:: DATA TO USE

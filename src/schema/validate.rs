//! Per-field checks and the error set they produce

use super::policy::PasswordPolicy;
use super::rules::{FieldKind, FieldRule};
use crate::state::FieldValue;
use chrono::NaiveDate;
use serde::Serialize;
use std::collections::{BTreeMap, BTreeSet};

/// Field name → message, recomputed on every validation pass
#[derive(Debug, Clone, Default, PartialEq, Eq, Serialize)]
#[serde(transparent)]
pub struct ValidationErrorSet(BTreeMap<String, String>);

impl ValidationErrorSet {
    pub fn new() -> Self {
        Self::default()
    }

    pub fn insert(&mut self, field: impl Into<String>, message: impl Into<String>) {
        self.0.insert(field.into(), message.into());
    }

    pub fn get(&self, field: &str) -> Option<&str> {
        self.0.get(field).map(String::as_str)
    }

    pub fn contains(&self, field: &str) -> bool {
        self.0.contains_key(field)
    }

    pub fn len(&self) -> usize {
        self.0.len()
    }

    pub fn is_empty(&self) -> bool {
        self.0.is_empty()
    }

    pub fn fields(&self) -> impl Iterator<Item = &str> {
        self.0.keys().map(String::as_str)
    }

    pub fn iter(&self) -> impl Iterator<Item = (&str, &str)> {
        self.0.iter().map(|(k, v)| (k.as_str(), v.as_str()))
    }

    /// Drop every error for the given fields
    pub fn clear_fields(&mut self, fields: &BTreeSet<String>) {
        self.0.retain(|field, _| !fields.contains(field));
    }

    /// Replace errors for `scope` with the ones from a fresh pass
    pub fn replace_scope(&mut self, scope: &BTreeSet<String>, fresh: ValidationErrorSet) {
        self.clear_fields(scope);
        self.0.extend(fresh.0);
    }

    /// Only the errors belonging to `fields`
    pub fn scoped<'a, I>(&self, fields: I) -> ValidationErrorSet
    where
        I: IntoIterator<Item = &'a str>,
    {
        Self(
            fields
                .into_iter()
                .filter_map(|f| self.0.get_key_value(f))
                .map(|(k, v)| (k.clone(), v.clone()))
                .collect(),
        )
    }

    pub fn clear(&mut self) {
        self.0.clear();
    }
}

/// Check one field, returning the message to show on failure
pub(crate) fn check_field(
    rule: &FieldRule,
    value: Option<&FieldValue>,
    policy: &PasswordPolicy,
) -> Option<String> {
    let value = match value {
        Some(v) if !v.is_blank() => v,
        _ if rule.required => return Some(format!("{} is required", rule.label)),
        _ => return None,
    };

    let invalid = || Some(format!("{} has an invalid value", rule.label));

    match rule.kind {
        FieldKind::Text { min_len, max_len } => {
            let Some(text) = value.as_text() else {
                return invalid();
            };
            let len = text.chars().count();
            if let Some(min) = min_len.filter(|min| len < *min) {
                return Some(format!("{} must be at least {} characters", rule.label, min));
            }
            if let Some(max) = max_len.filter(|max| len > *max) {
                return Some(format!("{} must be at most {} characters", rule.label, max));
            }
            None
        }
        FieldKind::Password => match value {
            FieldValue::Text(raw) => policy.check(raw),
            _ => invalid(),
        },
        FieldKind::Email => value
            .as_text()
            .filter(|t| is_valid_email(t))
            .map_or_else(|| Some("Enter a valid email address".to_string()), |_| None),
        FieldKind::Phone => value
            .as_text()
            .filter(|t| is_valid_phone(t))
            .map_or_else(|| Some("Enter a valid phone number".to_string()), |_| None),
        FieldKind::Date => value
            .as_text()
            .and_then(|t| parse_date(&t))
            .map_or_else(
                || Some(format!("{} must be a date in YYYY-MM-DD form", rule.label)),
                |_| None,
            ),
        FieldKind::PostalCode => value
            .as_text()
            .filter(|t| is_valid_postal_code(t))
            .map_or_else(|| Some("Enter a valid postal code".to_string()), |_| None),
        FieldKind::Integer { min, max } => {
            let Some(n) = value.as_integer() else {
                return Some(format!("{} must be a whole number", rule.label));
            };
            if let Some(min) = min.filter(|min| n < *min) {
                return Some(format!("{} must be at least {}", rule.label, min));
            }
            if let Some(max) = max.filter(|max| n > *max) {
                return Some(format!("{} must be at most {}", rule.label, max));
            }
            None
        }
        FieldKind::Counter => match value.as_integer() {
            Some(n) if n < 0 => Some(format!("{} cannot be negative", rule.label)),
            _ => None,
        },
        FieldKind::Choice { options } => match value.as_text() {
            Some(text) if options.contains(&text.as_str()) => None,
            _ => Some(format!("Choose a valid option for {}", rule.label)),
        },
        FieldKind::Reference => value.as_text().map_or_else(invalid, |_| None),
        FieldKind::Flag => value.as_flag().map_or_else(invalid, |_| None),
        FieldKind::List => match value {
            FieldValue::List(_) | FieldValue::Text(_) => None,
            _ => invalid(),
        },
    }
}

pub(crate) fn is_valid_email(value: &str) -> bool {
    if value.chars().any(char::is_whitespace) {
        return false;
    }
    let Some((local, domain)) = value.split_once('@') else {
        return false;
    };
    !local.is_empty()
        && !domain.contains('@')
        && domain.contains('.')
        && !domain.starts_with('.')
        && !domain.ends_with('.')
        && !domain.contains("..")
}

/// Optional leading `+`, then 7 to 15 digits; spaces, dashes, dots and parentheses are ignored
pub(crate) fn is_valid_phone(value: &str) -> bool {
    let rest = value.strip_prefix('+').unwrap_or(value);
    let mut digits = 0;
    for c in rest.chars() {
        match c {
            '0'..='9' => digits += 1,
            ' ' | '-' | '.' | '(' | ')' => {}
            _ => return false,
        }
    }
    (7..=15).contains(&digits)
}

pub(crate) fn is_valid_postal_code(value: &str) -> bool {
    let len = value.chars().count();
    (3..=10).contains(&len)
        && value.chars().any(|c| c.is_ascii_digit())
        && value
            .chars()
            .all(|c| c.is_ascii_alphanumeric() || c == ' ' || c == '-')
}

pub(crate) fn parse_date(value: &str) -> Option<NaiveDate> {
    NaiveDate::parse_from_str(value, "%Y-%m-%d").ok()
}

::::

◆ **INSTRUCTIONS FOR THE TASK**
Copy all lines of the material above where the string "match" occurs.

◆ **EXERCISE RESPONSE**
    let value = match value {
    match rule.kind {
        FieldKind::Password => match value {
        FieldKind::Counter => match value.as_integer() {
        FieldKind::Choice { options } => match value.as_text() {
        FieldKind::List => match value {
        match c {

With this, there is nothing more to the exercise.